When I was involved in the metalcasting industry, I often felt like a voice in the wilderness in urging foundries to stop commoditizing the engineered cast iron and steel components they were manufacturing by selling them by the pound. I don’t know how much good it did. That’s just the way foundries and their customers had negotiated prices for decades, probably centuries.
Trying to change the mindset of an entire industry is no small task as we in agriculture know. But one company believes it can change how the world looks at “commodity” crops.
Last month, CNBC published it Top 50 Disruptors List. The New Food Economy describes it as “a guide to the new generation of not-yet-public companies vying to change the way the world does business.” An ag company that few people have ever heard of topped the list: Indigo Agriculture.
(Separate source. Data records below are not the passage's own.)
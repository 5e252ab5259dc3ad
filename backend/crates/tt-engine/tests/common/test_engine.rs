use tt_config::Config;
use tt_core::{TicketComment, TicketContext};
use tt_db::{MIGRATOR, TicketRepository};
use tt_engine::{
    EngineError, EngineSettings, ManualClock, Result as EngineResult, SqliteTicketGateway,
    TicketGateway, TimerService,
};

use std::sync::Arc;

use async_trait::async_trait;
use chrono::{DateTime, TimeZone, Utc};
use sqlx::SqlitePool;
use sqlx::sqlite::{SqliteConnectOptions, SqlitePoolOptions};
use uuid::Uuid;

/// A service wired to an in-memory database and a clock the test controls.
pub struct TestEngine {
    pub service: TimerService,
    pub clock: Arc<ManualClock>,
    pub pool: SqlitePool,
    pub company_id: Uuid,
    pub user_id: Uuid,
}

impl TestEngine {
    pub async fn new() -> Self {
        Self::with_gateway(|pool| -> Arc<dyn TicketGateway> { Arc::new(SqliteTicketGateway::new(pool)) })
            .await
    }

    pub async fn with_gateway<F>(gateway: F) -> Self
    where
        F: FnOnce(SqlitePool) -> Arc<dyn TicketGateway>,
    {
        Self::build(&Config::default(), gateway).await
    }

    /// Engine configured from a TOML snippet layered over the defaults
    pub async fn with_config(toml: &str) -> Self {
        let config = Config::from_toml_str(toml).expect("valid test config");
        Self::build(&config, |pool| -> Arc<dyn TicketGateway> {
            Arc::new(SqliteTicketGateway::new(pool))
        })
        .await
    }

    async fn build<F>(config: &Config, gateway: F) -> Self
    where
        F: FnOnce(SqlitePool) -> Arc<dyn TicketGateway>,
    {
        let pool = create_test_pool().await;
        let clock = Arc::new(ManualClock::new(monday(9, 0)));
        let settings = EngineSettings::from_config(config).expect("test settings are valid");

        let service = TimerService::new(pool.clone(), gateway(pool.clone()), clock.clone(), settings);

        Self {
            service,
            clock,
            pool,
            company_id: Uuid::new_v4(),
            user_id: Uuid::new_v4(),
        }
    }

    pub fn set_time(&self, at: DateTime<Utc>) {
        self.clock.set(at);
    }

    /// Inserts a ticket with the given priority and subject
    pub async fn ticket(&self, priority: &str, subject: &str) -> TicketContext {
        let ticket = TicketContext {
            ticket_id: Uuid::new_v4(),
            company_id: self.company_id,
            priority: Some(priority.to_string()),
            subject: subject.to_string(),
            description: None,
        };
        self.save_ticket(&ticket).await;
        ticket
    }

    pub async fn save_ticket(&self, ticket: &TicketContext) {
        TicketRepository::upsert(&self.pool, ticket, monday(8, 0))
            .await
            .expect("Failed to save test ticket");
    }
}

/// Creates an in-memory SQLite pool with migrations run
pub async fn create_test_pool() -> SqlitePool {
    let options = SqliteConnectOptions::new()
        .filename(":memory:")
        .create_if_missing(true)
        .foreign_keys(true);

    // In-memory needs single connection
    let pool = SqlitePoolOptions::new()
        .max_connections(1)
        .connect_with(options)
        .await
        .expect("Failed to create test pool");

    MIGRATOR
        .run(&pool)
        .await
        .expect("Failed to run migrations");

    pool
}

/// 2026-03-02 is a Monday
pub fn monday(hour: u32, minute: u32) -> DateTime<Utc> {
    Utc.with_ymd_and_hms(2026, 3, 2, hour, minute, 0)
        .single()
        .expect("valid fixture timestamp")
}

/// 2026-03-07 is a Saturday
pub fn saturday(hour: u32, minute: u32) -> DateTime<Utc> {
    Utc.with_ymd_and_hms(2026, 3, 7, hour, minute, 0)
        .single()
        .expect("valid fixture timestamp")
}

/// Reads tickets from storage but refuses every comment.
pub struct CommentlessGateway {
    inner: SqliteTicketGateway,
}

impl CommentlessGateway {
    pub fn new(pool: SqlitePool) -> Self {
        Self {
            inner: SqliteTicketGateway::new(pool),
        }
    }
}

#[async_trait]
impl TicketGateway for CommentlessGateway {
    async fn ticket_context(&self, ticket_id: Uuid) -> EngineResult<Option<TicketContext>> {
        self.inner.ticket_context(ticket_id).await
    }

    async fn append_comment(&self, _comment: &TicketComment) -> EngineResult<()> {
        Err(EngineError::forbidden("ticket is closed for comments"))
    }
}
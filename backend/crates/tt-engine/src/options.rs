use std::collections::HashMap;

use chrono::{DateTime, Utc};
use serde::{Deserialize, Serialize};
use uuid::Uuid;

/// What the technician confirms when finishing a timer.
#[derive(Debug, Clone, PartialEq, Eq, Serialize, Deserialize)]
pub struct StopSettings {
    pub description: String,
    pub work_type: String,
    pub billable: bool,
    /// Leave an internal note on the ticket summarising the logged time.
    pub add_comment: bool,
}

/// How to proceed when the user already has an open timer.
#[derive(Debug, Clone, PartialEq, Eq, Serialize, Deserialize)]
#[serde(rename_all = "snake_case")]
pub enum ConflictResolution {
    /// Stop every open timer with these settings, then start the new one.
    Switch(StopSettings),
    /// Keep the existing timers running alongside the new one.
    Both,
    /// Change nothing and report the conflict.
    Cancel,
}

#[derive(Debug, Clone, PartialEq, Eq, Serialize, Deserialize)]
pub struct StartOptions {
    pub work_type: Option<String>,
    pub description: Option<String>,
    pub billable: bool,
    pub on_conflict: Option<ConflictResolution>,
}

impl Default for StartOptions {
    fn default() -> Self {
        Self {
            work_type: None,
            description: None,
            billable: true,
            on_conflict: None,
        }
    }
}

#[derive(Debug, Clone, PartialEq, Eq, Serialize, Deserialize)]
#[serde(rename_all = "snake_case")]
pub enum BatchStopSettings {
    Uniform(StopSettings),
    PerTimer(HashMap<Uuid, StopSettings>),
}

impl BatchStopSettings {
    pub fn settings_for(&self, timer_id: Uuid) -> Option<&StopSettings> {
        match self {
            Self::Uniform(settings) => Some(settings),
            Self::PerTimer(by_timer) => by_timer.get(&timer_id),
        }
    }

    pub fn iter(&self) -> Box<dyn Iterator<Item = &StopSettings> + '_> {
        match self {
            Self::Uniform(settings) => Box::new(std::iter::once(settings)),
            Self::PerTimer(by_timer) => Box::new(by_timer.values()),
        }
    }
}

/// Time recorded after the fact instead of with a live timer.
#[derive(Debug, Clone, PartialEq, Eq, Serialize, Deserialize)]
pub struct ManualEntry {
    pub started_at: DateTime<Utc>,
    pub ended_at: DateTime<Utc>,
    pub paused_seconds: i64,
    pub work_type: String,
    pub description: String,
    pub billable: bool,
}

/// Fields of a closed entry that may still be corrected. `None` keeps the
/// stored value.
#[derive(Debug, Clone, Default, PartialEq, Eq, Serialize, Deserialize)]
pub struct EntryCorrection {
    pub description: Option<String>,
    pub work_type: Option<String>,
    pub billable: Option<bool>,
}

impl EntryCorrection {
    pub fn is_empty(&self) -> bool {
        self.description.is_none() && self.work_type.is_none() && self.billable.is_none()
    }
}
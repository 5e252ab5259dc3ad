use tt_engine::{
    ConflictResolution, EntryCorrection, ManualEntry, StartOptions, StopSettings,
};

use chrono::{DateTime, Utc};

pub fn stop_settings(description: &str) -> StopSettings {
    StopSettings {
        description: description.to_string(),
        work_type: "general_support".to_string(),
        billable: true,
        add_comment: false,
    }
}

pub fn start_options() -> StartOptions {
    StartOptions::default()
}

pub fn switch_options(description: &str) -> StartOptions {
    StartOptions {
        on_conflict: Some(ConflictResolution::Switch(stop_settings(description))),
        ..StartOptions::default()
    }
}

pub fn both_options() -> StartOptions {
    StartOptions {
        on_conflict: Some(ConflictResolution::Both),
        ..StartOptions::default()
    }
}

pub fn cancel_options() -> StartOptions {
    StartOptions {
        on_conflict: Some(ConflictResolution::Cancel),
        ..StartOptions::default()
    }
}

pub fn manual_entry(started_at: DateTime<Utc>, ended_at: DateTime<Utc>) -> ManualEntry {
    ManualEntry {
        started_at,
        ended_at,
        paused_seconds: 0,
        work_type: "onsite_support".to_string(),
        description: "Installed new access point".to_string(),
        billable: true,
    }
}

pub fn correction_description(description: &str) -> EntryCorrection {
    EntryCorrection {
        description: Some(description.to_string()),
        ..EntryCorrection::default()
    }
}
use crate::{StopSettings, TimeEntrySnapshot};

use tt_core::{BillingFigures, RateBadge, TimeEntry};

use rust_decimal::Decimal;
use serde::Serialize;
use uuid::Uuid;

/// Open timers that stood in the way of a start.
#[derive(Debug, Clone, PartialEq, Serialize)]
pub struct ConflictInfo {
    pub existing: Vec<TimeEntrySnapshot>,
}

impl ConflictInfo {
    pub fn timer_ids(&self) -> Vec<Uuid> {
        self.existing.iter().map(|s| s.timer_id).collect()
    }
}

#[derive(Debug, Clone, PartialEq, Serialize)]
#[serde(tag = "outcome", rename_all = "snake_case")]
pub enum StartOutcome {
    Started {
        entry: TimeEntry,
        /// Present when the start went ahead over existing timers.
        conflict: Option<ConflictInfo>,
        /// Timers closed by a switch.
        stopped: Vec<TimeEntry>,
    },
    Cancelled {
        conflict: ConflictInfo,
    },
}

impl StartOutcome {
    pub fn entry(&self) -> Option<&TimeEntry> {
        match self {
            Self::Started { entry, .. } => Some(entry),
            Self::Cancelled { .. } => None,
        }
    }

    pub fn is_cancelled(&self) -> bool {
        matches!(self, Self::Cancelled { .. })
    }
}

/// Everything a stop dialog needs, computed without touching storage.
#[derive(Debug, Clone, PartialEq, Serialize)]
pub struct StopIntent {
    pub snapshot: TimeEntrySnapshot,
    pub rate: RateBadge,
    pub hourly_rate: Decimal,
    pub preview: BillingFigures,
    pub suggested: StopSettings,
}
A May 30 article in The New Food Economy explains what Indigo does and how it has evolved. “Indigo began as a microbiology firm hawking microbially treated seeds, which research suggests can improve yield with fewer chemical inputs. But the Flagship scientists quickly realized that agriculture was ripe for a data coup, and Indigo’s scope became much bigger. Since then, Indigo has launched ventures that sprawl across the supply chain and the globe. As of right now, it manufactures seed treatments, incubates dozens of precision ag technologies, brokers billions of dollars of commodities, and is investing in storage, logistics and more. The idea is now not just to sell a profitable alternative within the existing system, but to disrupt agriculture as we know it.”
It goes on to say that under the current system of growing and selling crops is controlled by the corporations that control ag’s infrastructure. “Under this system, crops themselves remain generic and undifferentiated — a bushel of soy is a bushel of soy. The value, supposedly, added mostly by the middlemen.”
Charlie Mitchell, who authored the report, says Indigo’s intention is about “overthrowing the notion of commodities entirely, finding new ways to monetize the untapped value of what each farm does well. And it will all be powered by Big Data.”
According to Mitchell, Indigo’s central thesis is that commodity crops are not all created equal. “One farmer’s corn may contain more starch than most; another’s may require less water or fewer pesticides to grow. The company wants to find ways to compensate farmers for those attributes, so that they’re no longer forced to sell into an ocean of anonymized grain.
“As soon as a crop gets mixed into a grain elevator, it acquires one price and one price only — and key information disappears into the globalized commodity ether. But finding ways to track what is singular about each crop will allow buyers to be much pickier, helping producers to monetize their assets in new ways. Though today’s agribusiness giants prize standardization above all else, Indigo sees unrealized value in specificity.”
It would appear that Indigo is taking its cue from changing consumer demands. We’re already seeing customers wanting more information about where their food comes from (farm to fork, buy local, etc.) as well as the trend toward organically grown crops and other food products.
I think helping farmers profit from these evolving market changes has been the missing link in the movement. “Indigo is betting that the transparency and traceability its data enables will drive the future of agribusiness, which is why it’s developing and investing in new technologies that can evaluate, track, monitor, and protect crops while they’re in storage and waiting to find a buyer,” says Mitchell.
“Indigo offers its buyers the chance to contract for a specific type of product with a specific delivery date, promising to take care of the rest. The result combines the convenience of the commodity system with the benefits of contracting with an individual farmer for a specialized product.”
For more detail on what Indigo is doing, you can read the entire article yourself by clicking on the above link.
A few years ago, I wrote in this space about how precision farming technology would revolutionize this industry. In retrospect, I think adopting precision technologies is probably only the first step on the new direction ag is heading.
But, then again, farmers are a lot like foundrymen; it’s going to take more than talking to convince them that there’s a better way. As Mitchell concludes, “There’s really only one way to win farmers over to a new system: convincing them it will make their lives easier. Like all of us, farmers prefer to deal with a one-stop shop. So, if it wants to become a Big Ag contender, Indigo must first make itself indispensable to farmers from seed to factory.”